Nous aussi, nous sommes appelés à prendre notre part dans le sacrifice d’amour du Christ.

Nous aussi, nous aurons à souffrir pour le bien de nos frères.

Nous aussi, nous aurons à témoigner de notre foi par nos oeuvres.

La croix, pour un chrétien, ça n’a rien à voir avec une complaisance masochiste,

c’est tout au contraire notre grandeur et notre dignité d’agir en cohérence avec notre foi, en nous mettant résolument au service de nos frères, spécialement les plus petits, ceux qui en ont le plus besoin.

Prendre notre part de la Croix, c’est nous engager résolument.

C’est comme ça que Dieu nous invite à sauver le monde avec Lui.

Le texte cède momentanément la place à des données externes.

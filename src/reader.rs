//! Captcha reader facade: image bytes in, recognized text out.
//!
//! Orchestrates normalization, inference, argmax decoding, and charset
//! mapping behind a single pair of read operations. The path variant is a
//! thin wrapper that loads bytes and delegates to the bytes variant, so
//! there is exactly one pipeline regardless of how the image arrives.

use crate::core::errors::{OcrError, OcrResult};
use crate::core::inference::{RecognitionSession, DEFAULT_INPUT_NAME};
use crate::processors::decode::argmax_sequence;
use crate::processors::normalize::CaptchaNormalizer;
use crate::utils::charset::Charset;
use async_trait::async_trait;
use serde::{Deserialize, Serialize};
use std::path::{Path, PathBuf};
use std::sync::Arc;
use tokio::sync::OnceCell;
use tokio_util::sync::CancellationToken;

/// Asynchronous byte access used by the reader for images and assets.
///
/// Injecting the source keeps the lazy-load and error paths testable without
/// touching the real file system.
#[async_trait]
pub trait ByteSource: Send + Sync {
    /// Whether a file exists at the given path.
    async fn exists(&self, path: &Path) -> bool;

    /// Reads the full contents of the file at the given path.
    async fn read(&self, path: &Path) -> std::io::Result<Vec<u8>>;
}

/// Default byte source backed by `tokio::fs`.
#[derive(Debug, Default, Clone, Copy)]
pub struct FsByteSource;

#[async_trait]
impl ByteSource for FsByteSource {
    async fn exists(&self, path: &Path) -> bool {
        tokio::fs::try_exists(path).await.unwrap_or(false)
    }

    async fn read(&self, path: &Path) -> std::io::Result<Vec<u8>> {
        tokio::fs::read(path).await
    }
}

#[async_trait]
impl<T: ByteSource + ?Sized> ByteSource for Arc<T> {
    async fn exists(&self, path: &Path) -> bool {
        self.as_ref().exists(path).await
    }

    async fn read(&self, path: &Path) -> std::io::Result<Vec<u8>> {
        self.as_ref().read(path).await
    }
}

/// Locations of the model and charset assets plus the model's input name.
#[derive(Debug, Clone, Serialize, Deserialize)]
pub struct ReaderConfig {
    /// Path to the serialized ONNX model.
    pub model_path: PathBuf,
    /// Path to the JSON charset aligned with the model's output classes.
    pub charset_path: PathBuf,
    /// Name of the model's single input slot.
    pub input_name: String,
}

impl Default for ReaderConfig {
    fn default() -> Self {
        Self {
            model_path: PathBuf::from("models/common_old.onnx"),
            charset_path: PathBuf::from("models/common_old.json"),
            input_name: DEFAULT_INPUT_NAME.to_string(),
        }
    }
}

impl ReaderConfig {
    /// Creates a configuration with the default asset layout.
    pub fn new() -> Self {
        Self::default()
    }

    /// Sets the model path.
    pub fn model_path(mut self, path: impl Into<PathBuf>) -> Self {
        self.model_path = path.into();
        self
    }

    /// Sets the charset path.
    pub fn charset_path(mut self, path: impl Into<PathBuf>) -> Self {
        self.charset_path = path.into();
        self
    }

    /// Sets the model's input slot name.
    pub fn input_name(mut self, name: impl Into<String>) -> Self {
        self.input_name = name.into();
        self
    }
}

/// Reads text from captcha images.
///
/// Both operations return `Ok(None)` when the model produced no output
/// tensor, which callers should treat as "nothing recognized" rather than a
/// failure. Cancellation is cooperative: a token cancelled before or between
/// pipeline stages aborts with [`OcrError::Cancelled`] and never yields a
/// partial string.
#[async_trait]
pub trait OcrReader: Send + Sync {
    /// Reads text from an image file.
    async fn read_text_from_path(
        &self,
        image_path: &Path,
        cancel: &CancellationToken,
    ) -> OcrResult<Option<String>>;

    /// Reads text from raw image bytes.
    async fn read_text(
        &self,
        image_bytes: &[u8],
        cancel: &CancellationToken,
    ) -> OcrResult<Option<String>>;
}

/// Default [`OcrReader`] over a pre-trained ddddocr-style ONNX model.
///
/// The session and charset are loaded lazily on first use and cached for the
/// lifetime of the reader; concurrent first calls are collapsed into a
/// single load by the `OnceCell` guards. A failed load is reported to the
/// caller and will recur on every call until the asset is fixed; nothing is
/// retried automatically. Dropping the reader releases the ONNX Runtime
/// resources.
pub struct CaptchaReader<S: ByteSource = FsByteSource> {
    config: ReaderConfig,
    source: S,
    normalizer: CaptchaNormalizer,
    session: OnceCell<RecognitionSession>,
    charset: OnceCell<Charset>,
}

impl CaptchaReader<FsByteSource> {
    /// Creates a reader over the real file system.
    pub fn new(config: ReaderConfig) -> Self {
        Self::with_source(config, FsByteSource)
    }
}

impl<S: ByteSource> CaptchaReader<S> {
    /// Creates a reader with an injected byte source.
    pub fn with_source(config: ReaderConfig, source: S) -> Self {
        Self {
            config,
            source,
            normalizer: CaptchaNormalizer::new(),
            session: OnceCell::new(),
            charset: OnceCell::new(),
        }
    }

    /// Returns the reader's configuration.
    pub fn config(&self) -> &ReaderConfig {
        &self.config
    }

    /// Returns the cached session, loading the model exactly once.
    async fn session(&self) -> OcrResult<&RecognitionSession> {
        self.session
            .get_or_try_init(|| async {
                let path = self.config.model_path.as_path();
                if !self.source.exists(path).await {
                    return Err(OcrError::model_not_found(path));
                }

                let bytes = self.source.read(path).await?;
                tracing::debug!(
                    "loaded {} model bytes from '{}'",
                    bytes.len(),
                    path.display()
                );
                RecognitionSession::from_bytes(&bytes, path, Some(self.config.input_name.as_str()))
            })
            .await
    }

    /// Returns the cached charset, loading the asset exactly once.
    async fn charset(&self) -> OcrResult<&Charset> {
        self.charset
            .get_or_try_init(|| async {
                let path = self.config.charset_path.as_path();
                if !self.source.exists(path).await {
                    return Err(OcrError::charset_load(path, "charset file not found", None));
                }

                let bytes = self.source.read(path).await?;
                Charset::from_json_bytes(&bytes, path)
            })
            .await
    }
}

impl<S: ByteSource> std::fmt::Debug for CaptchaReader<S> {
    fn fmt(&self, f: &mut std::fmt::Formatter<'_>) -> std::fmt::Result {
        f.debug_struct("CaptchaReader")
            .field("config", &self.config)
            .field("session_loaded", &self.session.initialized())
            .field("charset_loaded", &self.charset.initialized())
            .finish()
    }
}

#[async_trait]
impl<S: ByteSource> OcrReader for CaptchaReader<S> {
    async fn read_text_from_path(
        &self,
        image_path: &Path,
        cancel: &CancellationToken,
    ) -> OcrResult<Option<String>> {
        if cancel.is_cancelled() {
            return Err(OcrError::Cancelled);
        }

        if !self.source.exists(image_path).await {
            return Err(OcrError::input_not_found(image_path));
        }

        let buffer = self.source.read(image_path).await?;
        if buffer.is_empty() {
            return Err(OcrError::empty_input(image_path.display().to_string()));
        }

        self.read_text(&buffer, cancel).await
    }

    async fn read_text(
        &self,
        image_bytes: &[u8],
        cancel: &CancellationToken,
    ) -> OcrResult<Option<String>> {
        if cancel.is_cancelled() {
            return Err(OcrError::Cancelled);
        }

        let normalized = self.normalizer.normalize(image_bytes)?;
        let input = normalized.into_tensor()?;

        let session = self.session().await?;
        if cancel.is_cancelled() {
            return Err(OcrError::Cancelled);
        }

        // Cancellation is cooperative: an in-flight forward pass is not
        // preempted, but its result is discarded at the next check.
        let output = session.run(&input)?;
        if cancel.is_cancelled() {
            return Err(OcrError::Cancelled);
        }

        let Some(output) = output else {
            return Ok(None);
        };

        let ids = argmax_sequence(&output);
        let charset = self.charset().await?;
        let text = charset.decode(&ids);

        tracing::debug!(
            "decoded {} class ids into {} symbols",
            ids.len(),
            text.chars().count()
        );
        Ok(Some(text))
    }
}

#[cfg(test)]
mod tests {
    use super::*;
    use std::collections::HashMap;
    use std::sync::atomic::{AtomicUsize, Ordering};

    /// In-memory byte source that counts reads across all paths.
    struct MemorySource {
        files: HashMap<PathBuf, Vec<u8>>,
        reads: AtomicUsize,
    }

    impl MemorySource {
        fn new(files: HashMap<PathBuf, Vec<u8>>) -> Self {
            Self {
                files,
                reads: AtomicUsize::new(0),
            }
        }

        fn empty() -> Self {
            Self::new(HashMap::new())
        }
    }

    #[async_trait]
    impl ByteSource for MemorySource {
        async fn exists(&self, path: &Path) -> bool {
            self.files.contains_key(path)
        }

        async fn read(&self, path: &Path) -> std::io::Result<Vec<u8>> {
            self.reads.fetch_add(1, Ordering::SeqCst);
            self.files.get(path).cloned().ok_or_else(|| {
                std::io::Error::new(std::io::ErrorKind::NotFound, "no such file")
            })
        }
    }

    fn png_bytes(width: u32, height: u32) -> Vec<u8> {
        let img = image::RgbImage::from_pixel(width, height, image::Rgb([128, 128, 128]));
        let mut bytes = Vec::new();
        image::DynamicImage::ImageRgb8(img)
            .write_to(
                &mut std::io::Cursor::new(&mut bytes),
                image::ImageFormat::Png,
            )
            .unwrap();
        bytes
    }

    #[tokio::test]
    async fn missing_image_path_fails_with_input_not_found() {
        let reader = CaptchaReader::with_source(ReaderConfig::default(), MemorySource::empty());
        let result = reader
            .read_text_from_path(Path::new("captchas/missing.jpg"), &CancellationToken::new())
            .await;

        assert!(matches!(result, Err(OcrError::InputNotFound { .. })));
    }

    #[tokio::test]
    async fn zero_byte_image_file_fails_with_empty_input() {
        let image_path = PathBuf::from("captchas/empty.jpg");
        let files = HashMap::from([(image_path.clone(), Vec::new())]);
        let reader = CaptchaReader::with_source(ReaderConfig::default(), MemorySource::new(files));

        let result = reader
            .read_text_from_path(&image_path, &CancellationToken::new())
            .await;

        assert!(matches!(result, Err(OcrError::EmptyInput { .. })));
    }

    #[tokio::test]
    async fn cancelled_token_aborts_before_any_processing() {
        let source = Arc::new(MemorySource::empty());
        let reader =
            CaptchaReader::with_source(ReaderConfig::default(), Arc::clone(&source));

        let cancel = CancellationToken::new();
        cancel.cancel();

        let by_path = reader
            .read_text_from_path(Path::new("captchas/any.jpg"), &cancel)
            .await;
        let by_bytes = reader.read_text(&png_bytes(32, 32), &cancel).await;

        assert!(matches!(by_path, Err(OcrError::Cancelled)));
        assert!(matches!(by_bytes, Err(OcrError::Cancelled)));
        assert_eq!(source.reads.load(Ordering::SeqCst), 0);
    }

    #[tokio::test]
    async fn undecodable_bytes_fail_before_model_load() {
        let source = Arc::new(MemorySource::empty());
        let reader =
            CaptchaReader::with_source(ReaderConfig::default(), Arc::clone(&source));

        let result = reader
            .read_text(b"not an image", &CancellationToken::new())
            .await;

        assert!(matches!(result, Err(OcrError::ImageDecode(_))));
        assert_eq!(source.reads.load(Ordering::SeqCst), 0);
    }

    #[tokio::test]
    async fn missing_model_fails_with_model_not_found() {
        let reader = CaptchaReader::with_source(ReaderConfig::default(), MemorySource::empty());

        let result = reader
            .read_text(&png_bytes(64, 32), &CancellationToken::new())
            .await;

        assert!(matches!(result, Err(OcrError::ModelNotFound { .. })));
    }

    #[tokio::test]
    async fn empty_model_file_fails_with_model_load() {
        let config = ReaderConfig::default();
        let files = HashMap::from([(config.model_path.clone(), Vec::new())]);
        let reader = CaptchaReader::with_source(config, MemorySource::new(files));

        let result = reader
            .read_text(&png_bytes(64, 32), &CancellationToken::new())
            .await;

        assert!(matches!(result, Err(OcrError::ModelLoad { .. })));
    }

    #[tokio::test]
    async fn concurrent_first_use_loads_charset_exactly_once() {
        let config = ReaderConfig::default();
        let files = HashMap::from([(
            config.charset_path.clone(),
            br#"["<blank>", "a", "b"]"#.to_vec(),
        )]);
        let source = Arc::new(MemorySource::new(files));
        let reader = Arc::new(CaptchaReader::with_source(config, Arc::clone(&source)));

        let mut handles = Vec::new();
        for _ in 0..8 {
            let reader = Arc::clone(&reader);
            handles.push(tokio::spawn(
                async move { reader.charset().await.map(Charset::len) },
            ));
        }
        for handle in handles {
            assert_eq!(handle.await.unwrap().unwrap(), 3);
        }

        assert_eq!(source.reads.load(Ordering::SeqCst), 1);
    }

    #[tokio::test]
    async fn failed_charset_load_is_reported_on_every_call() {
        let config = ReaderConfig::default();
        let files = HashMap::from([(config.charset_path.clone(), b"not json".to_vec())]);
        let reader = CaptchaReader::with_source(config, MemorySource::new(files));

        for _ in 0..2 {
            assert!(matches!(
                reader.charset().await,
                Err(OcrError::CharsetLoad { .. })
            ));
        }
    }
}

Quels engagements concrets le Seigneur me demande-t-il ?

Quelle démarche précise attend-il de moi cette semaine ou cette nouvelle année ?

Comment comprendre, comment discerner sa volonté ?

Et d’abord, au profit de qui Jésus veut-il que je donne ma vie ?

Ce sont les questions que nous avons à poser à Jésus au cours de cette messe,

et auxquelles il nous répondra cette semaine.

Ses réponses peuvent être très variées : un évènement imprévu, une rencontre, une idée fulgurante qui nous traverse ou qui au contraire s’impose lentement avec force et douceur.

Nous pourrons peut-être comprendre seul la réponse, ou peut-être la recevoir de la bouche de quelqu’un avec qui nous le partageons en confiance.

Dans tous les cas, le Seigneur Jésus sera très heureux de nous montrer la route.